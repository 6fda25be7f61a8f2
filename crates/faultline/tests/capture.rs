//! End-to-end capture behaviour.

use std::sync::atomic::{AtomicUsize, Ordering};
use std::thread::sleep;

use faultline::prelude::*;
use faultline_capture::{EXCEPTION_CATEGORY, INNER_EXCEPTION_FIELD, PERF_CATEGORY};
use faultline_host::{HostError, HostPart, HostResult, SessionInfo};
use faultline_sink::MailError;

#[derive(Debug, thiserror::Error)]
#[error("failed to load invoice {id}")]
struct InvoiceError {
    id: u32,
    #[source]
    source: std::io::Error,
}

fn collecting() -> (Arc<CollectingExtension>, FaultlineBuilder) {
    let collected = Arc::new(CollectingExtension::new(100));
    let builder = Faultline::builder().with_extension(Arc::clone(&collected) as Arc<dyn Extension>);
    (collected, builder)
}

#[test]
fn timer_over_budget_emits_one_record() {
    let (collected, builder) = collecting();
    let logger = builder.build().unwrap();

    logger.time(Duration::from_millis(50), || sleep(Duration::from_millis(55)));

    assert_eq!(collected.len(), 1);
    let record = &collected.records()[0];
    assert_eq!(record.kind(), EventKind::PerfIssue);
    let elapsed = record.get(PERF_CATEGORY, "Elapsed").and_then(|v| v.as_f64()).unwrap();
    let threshold = record.get(PERF_CATEGORY, "MaxThreshold").and_then(|v| v.as_f64()).unwrap();
    assert!(elapsed > threshold);
}

#[test]
fn timer_under_budget_emits_nothing() {
    let (collected, builder) = collecting();
    let logger = builder.build().unwrap();

    {
        let _timer = logger.timer(Duration::from_millis(100)).start_now().unwrap();
        sleep(Duration::from_millis(85));
    }

    assert!(collected.is_empty());
}

#[test]
fn fault_with_cause_is_flattened() {
    let logger = Faultline::with_defaults().unwrap();
    let error = InvoiceError {
        id: 77,
        source: std::io::Error::new(std::io::ErrorKind::PermissionDenied, "read-only volume"),
    };

    let record = logger.exception(&error).unwrap();
    assert_eq!(record.message(), "failed to load invoice 77");

    let exception = record.category(EXCEPTION_CATEGORY).unwrap();
    assert!(exception["Type"].as_str().unwrap().ends_with("InvoiceError"));
    assert_eq!(exception["Message"].as_str(), Some("failed to load invoice 77"));

    let inner = exception[INNER_EXCEPTION_FIELD].as_map().unwrap();
    assert!(!inner["Type"].as_str().unwrap().is_empty());
    assert_eq!(inner["Message"].as_str(), Some("read-only volume"));
}

#[test]
fn anyhow_faults_are_accepted() {
    let logger = Faultline::with_defaults().unwrap();
    let error = anyhow::anyhow!("socket closed").context("syncing inventory");
    let record = logger
        .capture(CaptureRequest::new(EventKind::Exception).fault(error))
        .unwrap();
    assert_eq!(record.message(), "syncing inventory");
    assert!(record.get(EXCEPTION_CATEGORY, INNER_EXCEPTION_FIELD).is_some());
}

#[test]
fn capture_survives_every_collaborator_failing() {
    struct FailingHost;
    impl HostContext for FailingHost {
        fn request(&self) -> HostResult<Option<RequestInfo>> {
            Err(HostError::unavailable(HostPart::Request, "stream closed"))
        }
        fn session(&self) -> HostResult<Option<SessionInfo>> {
            panic!("session store poisoned")
        }
    }

    struct FailingMail;
    impl MailTransport for FailingMail {
        fn send(&self, _message: &MailMessage) -> Result<(), MailError> {
            Err(MailError::Rejected {
                recipient: "ops@example.com".into(),
            })
        }
    }

    let crashes = Arc::new(AtomicUsize::new(0));
    let counter = Arc::clone(&crashes);
    let (collected, builder) = collecting();
    let logger = builder
        .with_email_to("ops@example.com")
        .with_mail_transport(Arc::new(FailingMail))
        .with_host_context(|| Some(Arc::new(FailingHost) as Arc<dyn HostContext>))
        .with_extension(Arc::new(FnExtension::new("broken", |_| -> anyhow::Result<()> {
            panic!("extension bug")
        })))
        .with_crash_handler(move |_| {
            counter.fetch_add(1, Ordering::SeqCst);
        })
        .build()
        .unwrap();

    let record = logger.capture(
        CaptureRequest::new(EventKind::Fatal)
            .message("cascade")
            .enrich(|_| anyhow::bail!("enricher failed")),
    );

    assert!(record.is_some());
    assert_eq!(collected.len(), 1);
    // request, session, enrichment, mail, extension
    assert!(crashes.load(Ordering::SeqCst) >= 5);
}

#[test]
fn sensitive_form_values_are_redacted() {
    let logger = Faultline::builder()
        .with_host_context(|| {
            let request = RequestInfo::new("POST", "/account")
                .with_form_value("password", "secret123")
                .with_form_value("display_name", "Ada");
            Some(Arc::new(StaticHostContext::new().with_request(request)) as Arc<dyn HostContext>)
        })
        .build()
        .unwrap();

    let record = logger.error("profile update failed").unwrap();
    let form = record.get("HttpRequest", "Form").and_then(FieldValue::as_map).unwrap();
    let password = form["Form:password"].as_str().unwrap();
    assert_eq!(password, "[removed for security] Length: 9");
    assert_eq!(form["Form:display_name"].as_str(), Some("Ada"));

    let json = record.to_json(false).unwrap();
    assert!(!json.contains("secret123"));
    assert!(!record.render_report().contains("secret123"));
}

#[test]
fn captured_record_round_trips() {
    let logger = Faultline::with_defaults().unwrap();
    let record = logger
        .capture(
            CaptureRequest::new(EventKind::Warning)
                .message("latency {0}ms")
                .arg(13.1)
                .enrich(|record| {
                    record.set("Metrics", "P99", 13.1);
                    record.set("Metrics", "Samples", 20_000u64);
                    Ok(())
                }),
        )
        .unwrap();

    let parsed = CategorizedRecord::from_json(&record.to_json(true).unwrap()).unwrap();
    assert_eq!(parsed.id(), record.id());
    assert_eq!(parsed.kind(), record.kind());
    assert_eq!(parsed.message(), "latency 13.1ms");
    assert_eq!(parsed.signature(), record.signature());
    assert_eq!(parsed.created_at_utc(), record.created_at_utc());
    assert_eq!(parsed.created_at_local(), record.created_at_local());
    for (name, fields) in record.categories() {
        assert_eq!(parsed.category(name), Some(fields), "category {}", name);
    }
}

#[test]
fn mail_goes_to_fatal_recipient() {
    let transport = Arc::new(MemoryTransport::new());
    let logger = Faultline::builder()
        .with_email_to("team@example.com")
        .with_fatal_email_to("pager@example.com")
        .with_mail_transport(Arc::clone(&transport) as Arc<dyn MailTransport>)
        .build()
        .unwrap();

    logger.warning("slow disk");
    logger.fatal("disk gone");

    let sent = transport.sent();
    assert_eq!(sent.len(), 2);
    assert_eq!(sent[0].to, vec!["team@example.com"]);
    assert_eq!(sent[1].to, vec!["team@example.com", "pager@example.com"]);
    assert!(sent[1].subject.starts_with("[Log] Fatal: disk gone ("));
}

WORK TO BE COMPLETED
Print out the entire listing. Keep every line exact.

ANSWER SECTION
repository 6fda25be7f61a8f2
filename crates/faultline/tests/capture.rs
//! End-to-end capture behaviour.

use std::sync::atomic::{AtomicUsize, Ordering};
use std::thread::sleep;

use faultline::prelude::*;
use faultline_capture::{EXCEPTION_CATEGORY, INNER_EXCEPTION_FIELD, PERF_CATEGORY};
use faultline_host::{HostError, HostPart, HostResult, SessionInfo};
use faultline_sink::MailError;

#[derive(Debug, thiserror::Error)]
#[error("failed to load invoice {id}")]
struct InvoiceError {
    id: u32,
    #[source]
    source: std::io::Error,
}

fn collecting() -> (Arc<CollectingExtension>, FaultlineBuilder) {
    let collected = Arc::new(CollectingExtension::new(100));
    let builder = Faultline::builder().with_extension(Arc::clone(&collected) as Arc<dyn Extension>);
    (collected, builder)
}

#[test]
fn timer_over_budget_emits_one_record() {
    let (collected, builder) = collecting();
    let logger = builder.build().unwrap();

    logger.time(Duration::from_millis(50), || sleep(Duration::from_millis(55)));

    assert_eq!(collected.len(), 1);
    let record = &collected.records()[0];
    assert_eq!(record.kind(), EventKind::PerfIssue);
    let elapsed = record.get(PERF_CATEGORY, "Elapsed").and_then(|v| v.as_f64()).unwrap();
    let threshold = record.get(PERF_CATEGORY, "MaxThreshold").and_then(|v| v.as_f64()).unwrap();
    assert!(elapsed > threshold);
}

#[test]
fn timer_under_budget_emits_nothing() {
    let (collected, builder) = collecting();
    let logger = builder.build().unwrap();

    {
        let _timer = logger.timer(Duration::from_millis(100)).start_now().unwrap();
        sleep(Duration::from_millis(85));
    }

    assert!(collected.is_empty());
}

#[test]
fn fault_with_cause_is_flattened() {
    let logger = Faultline::with_defaults().unwrap();
    let error = InvoiceError {
        id: 77,
        source: std::io::Error::new(std::io::ErrorKind::PermissionDenied, "read-only volume"),
    };

    let record = logger.exception(&error).unwrap();
    assert_eq!(record.message(), "failed to load invoice 77");

    let exception = record.category(EXCEPTION_CATEGORY).unwrap();
    assert!(exception["Type"].as_str().unwrap().ends_with("InvoiceError"));
    assert_eq!(exception["Message"].as_str(), Some("failed to load invoice 77"));

    let inner = exception[INNER_EXCEPTION_FIELD].as_map().unwrap();
    assert!(!inner["Type"].as_str().unwrap().is_empty());
    assert_eq!(inner["Message"].as_str(), Some("read-only volume"));
}

#[test]
fn anyhow_faults_are_accepted() {
    let logger = Faultline::with_defaults().unwrap();
    let error = anyhow::anyhow!("socket closed").context("syncing inventory");
    let record = logger
        .capture(CaptureRequest::new(EventKind::Exception).fault(error))
        .unwrap();
    assert_eq!(record.message(), "syncing inventory");
    assert!(record.get(EXCEPTION_CATEGORY, INNER_EXCEPTION_FIELD).is_some());
}

#[test]
fn capture_survives_every_collaborator_failing() {
    struct FailingHost;
    impl HostContext for FailingHost {
        fn request(&self) -> HostResult<Option<RequestInfo>> {
            Err(HostError::unavailable(HostPart::Request, "stream closed"))
        }
        fn session(&self) -> HostResult<Option<SessionInfo>> {
            panic!("session store poisoned")
        }
    }

    struct FailingMail;
    impl MailTransport for FailingMail {
        fn send(&self, _message: &MailMessage) -> Result<(), MailError> {
            Err(MailError::Rejected {
                recipient: "ops@example.com".into(),
            })
        }
    }

    let crashes = Arc::new(AtomicUsize::new(0));
    let counter = Arc::clone(&crashes);
    let (collected, builder) = collecting();
    let logger = builder
        .with_email_to("ops@example.com")
        .with_mail_transport(Arc::new(FailingMail))
        .with_host_context(|| Some(Arc::new(FailingHost) as Arc<dyn HostContext>))
        .with_extension(Arc::new(FnExtension::new("broken", |_| -> anyhow::Result<()> {
            panic!("extension bug")
        })))
        .with_crash_handler(move |_| {
            counter.fetch_add(1, Ordering::SeqCst);
        })
        .build()
        .unwrap();

    let record = logger.capture(
        CaptureRequest::new(EventKind::Fatal)
            .message("cascade")
            .enrich(|_| anyhow::bail!("enricher failed")),
    );

    assert!(record.is_some());
    assert_eq!(collected.len(), 1);
    // request, session, enrichment, mail, extension
    assert!(crashes.load(Ordering::SeqCst) >= 5);
}

#[test]
fn sensitive_form_values_are_redacted() {
    let logger = Faultline::builder()
        .with_host_context(|| {
            let request = RequestInfo::new("POST", "/account")
                .with_form_value("password", "secret123")
                .with_form_value("display_name", "Ada");
            Some(Arc::new(StaticHostContext::new().with_request(request)) as Arc<dyn HostContext>)
        })
        .build()
        .unwrap();

    let record = logger.error("profile update failed").unwrap();
    let form = record.get("HttpRequest", "Form").and_then(FieldValue::as_map).unwrap();
    let password = form["Form:password"].as_str().unwrap();
    assert_eq!(password, "[removed for security] Length: 9");
    assert_eq!(form["Form:display_name"].as_str(), Some("Ada"));

    let json = record.to_json(false).unwrap();
    assert!(!json.contains("secret123"));
    assert!(!record.render_report().contains("secret123"));
}

#[test]
fn captured_record_round_trips() {
    let logger = Faultline::with_defaults().unwrap();
    let record = logger
        .capture(
            CaptureRequest::new(EventKind::Warning)
                .message("latency {0}ms")
                .arg(13.1)
                .enrich(|record| {
                    record.set("Metrics", "P99", 13.1);
                    record.set("Metrics", "Samples", 20_000u64);
                    Ok(())
                }),
        )
        .unwrap();

    let parsed = CategorizedRecord::from_json(&record.to_json(true).unwrap()).unwrap();
    assert_eq!(parsed.id(), record.id());
    assert_eq!(parsed.kind(), record.kind());
    assert_eq!(parsed.message(), "latency 13.1ms");
    assert_eq!(parsed.signature(), record.signature());
    assert_eq!(parsed.created_at_utc(), record.created_at_utc());
    assert_eq!(parsed.created_at_local(), record.created_at_local());
    for (name, fields) in record.categories() {
        assert_eq!(parsed.category(name), Some(fields), "category {}", name);
    }
}

#[test]
fn mail_goes_to_fatal_recipient() {
    let transport = Arc::new(MemoryTransport::new());
    let logger = Faultline::builder()
        .with_email_to("team@example.com")
        .with_fatal_email_to("pager@example.com")
        .with_mail_transport(Arc::clone(&transport) as Arc<dyn MailTransport>)
        .build()
        .unwrap();

    logger.warning("slow disk");
    logger.fatal("disk gone");

    let sent = transport.sent();
    assert_eq!(sent.len(), 2);
    assert_eq!(sent[0].to, vec!["team@example.com"]);
    assert_eq!(sent[1].to, vec!["team@example.com", "pager@example.com"]);
    assert!(sent[1].subject.starts_with("[Log] Fatal: disk gone ("));
}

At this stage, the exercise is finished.